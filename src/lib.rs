//! depusage - Find unused and misconfigured JVM dependencies
//!
//! Reads compiled classes of a project and of its declared dependencies and
//! decides which dependencies the project actually needs.
//!
//! # Architecture
//!
//! The analysis pipeline consists of:
//! 1. **Discovery** - Enumerate class directories and jars
//! 2. **Indexing** - Map every class to the artifact that contains it
//! 3. **Parsing** - Read class references out of each class file's constant pool
//! 4. **Graph Building** - Build a class reference graph
//! 5. **Usage Analysis** - Walk the graph from project classes and classify dependencies
//! 6. **Reporting** - Output results in various formats

pub mod analysis;
pub mod baseline;
pub mod config;
pub mod dependency;
pub mod discovery;
pub mod graph;
pub mod parser;
pub mod report;

pub use analysis::{DependencyReport, DependencyUsageAnalyzer, ExposureAnalyzer, UsageInput, UsageResult};
pub use config::Config;
pub use dependency::{build_dependency_set, identifier_of, DependencyDeclaration, DependencyId, DependencySet};
pub use discovery::{Artifact, ArtifactReader};
pub use graph::{ClassGraph, ClassIndex, ClassName};
pub use parser::{extract_references, ClassFileParser};
pub use report::{ReportFormat, Reporter};
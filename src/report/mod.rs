mod terminal;
mod json;
mod sarif;

pub use terminal::TerminalReporter;
pub use json::JsonReporter;
pub use sarif::SarifReporter;

use crate::analysis::DependencyReport;
use miette::{IntoDiagnostic, Result};
use std::path::{Path, PathBuf};

/// Output format for reports
#[derive(Debug, Clone, Copy, Default, PartialEq, Eq)]
pub enum ReportFormat {
    #[default]
    Terminal,
    Json,
    Sarif,
}

impl ReportFormat {
    /// Parse the config file spelling; unknown names fall back to terminal
    pub fn from_name(name: &str) -> Self {
        match name.to_ascii_lowercase().as_str() {
            "json" => ReportFormat::Json,
            "sarif" => ReportFormat::Sarif,
            _ => ReportFormat::Terminal,
        }
    }
}

/// Reporter for outputting dependency analysis results
pub struct Reporter {
    format: ReportFormat,
    output_path: Option<PathBuf>,
}

impl Reporter {
    pub fn new(format: ReportFormat, output_path: Option<PathBuf>) -> Self {
        Self { format, output_path }
    }

    pub fn report(&self, report: &DependencyReport) -> Result<()> {
        match &self.format {
            ReportFormat::Terminal => {
                let reporter = TerminalReporter::new();
                reporter.report(report)
            }
            ReportFormat::Json => {
                let reporter = JsonReporter::new(self.output_path.clone());
                reporter.report(report)
            }
            ReportFormat::Sarif => {
                let reporter = SarifReporter::new(self.output_path.clone());
                reporter.report(report)
            }
        }
    }
}

/// Write rendered output to a file, or stdout when no path is given
fn emit(rendered: &str, output_path: Option<&Path>, label: &str) -> Result<()> {
    if let Some(path) = output_path {
        std::fs::write(path, rendered).into_diagnostic()?;
        println!("{} written to: {}", label, path.display());
    } else {
        println!("{}", rendered);
    }
    Ok(())
}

* * * *

▸ **BRIEF**: Each entry in the data must be copied exactly.

▸ **REPLY**:
filename src/lib.rs
//! depusage - Find unused and misconfigured JVM dependencies
//!
//! Reads compiled classes of a project and of its declared dependencies and
//! decides which dependencies the project actually needs.
//!
//! # Architecture
//!
//! The analysis pipeline consists of:
//! 1. **Discovery** - Enumerate class directories and jars
//! 2. **Indexing** - Map every class to the artifact that contains it
//! 3. **Parsing** - Read class references out of each class file's constant pool
//! 4. **Graph Building** - Build a class reference graph
//! 5. **Usage Analysis** - Walk the graph from project classes and classify dependencies
//! 6. **Reporting** - Output results in various formats

pub mod analysis;
pub mod baseline;
pub mod config;
pub mod dependency;
pub mod discovery;
pub mod graph;
pub mod parser;
pub mod report;

pub use analysis::{DependencyReport, DependencyUsageAnalyzer, ExposureAnalyzer, UsageInput, UsageResult};
pub use config::Config;
pub use dependency::{build_dependency_set, identifier_of, DependencyDeclaration, DependencyId, DependencySet};
pub use discovery::{Artifact, ArtifactReader};
pub use graph::{ClassGraph, ClassIndex, ClassName};
pub use parser::{extract_references, ClassFileParser};
pub use report::{ReportFormat, Reporter};
filename src/report/mod.rs
mod terminal;
mod json;
mod sarif;

pub use terminal::TerminalReporter;
pub use json::JsonReporter;
pub use sarif::SarifReporter;

use crate::analysis::DependencyReport;
use miette::{IntoDiagnostic, Result};
use std::path::{Path, PathBuf};

/// Output format for reports
#[derive(Debug, Clone, Copy, Default, PartialEq, Eq)]
pub enum ReportFormat {
    #[default]
    Terminal,
    Json,
    Sarif,
}

impl ReportFormat {
    /// Parse the config file spelling; unknown names fall back to terminal
    pub fn from_name(name: &str) -> Self {
        match name.to_ascii_lowercase().as_str() {
            "json" => ReportFormat::Json,
            "sarif" => ReportFormat::Sarif,
            _ => ReportFormat::Terminal,
        }
    }
}

/// Reporter for outputting dependency analysis results
pub struct Reporter {
    format: ReportFormat,
    output_path: Option<PathBuf>,
}

impl Reporter {
    pub fn new(format: ReportFormat, output_path: Option<PathBuf>) -> Self {
        Self { format, output_path }
    }

    pub fn report(&self, report: &DependencyReport) -> Result<()> {
        match &self.format {
            ReportFormat::Terminal => {
                let reporter = TerminalReporter::new();
                reporter.report(report)
            }
            ReportFormat::Json => {
                let reporter = JsonReporter::new(self.output_path.clone());
                reporter.report(report)
            }
            ReportFormat::Sarif => {
                let reporter = SarifReporter::new(self.output_path.clone());
                reporter.report(report)
            }
        }
    }
}

/// Write rendered output to a file, or stdout when no path is given
fn emit(rendered: &str, output_path: Option<&Path>, label: &str) -> Result<()> {
    if let Some(path) = output_path {
        std::fs::write(path, rendered).into_diagnostic()?;
        println!("{} written to: {}", label, path.display());
    } else {
        println!("{}", rendered);
    }
    Ok(())
}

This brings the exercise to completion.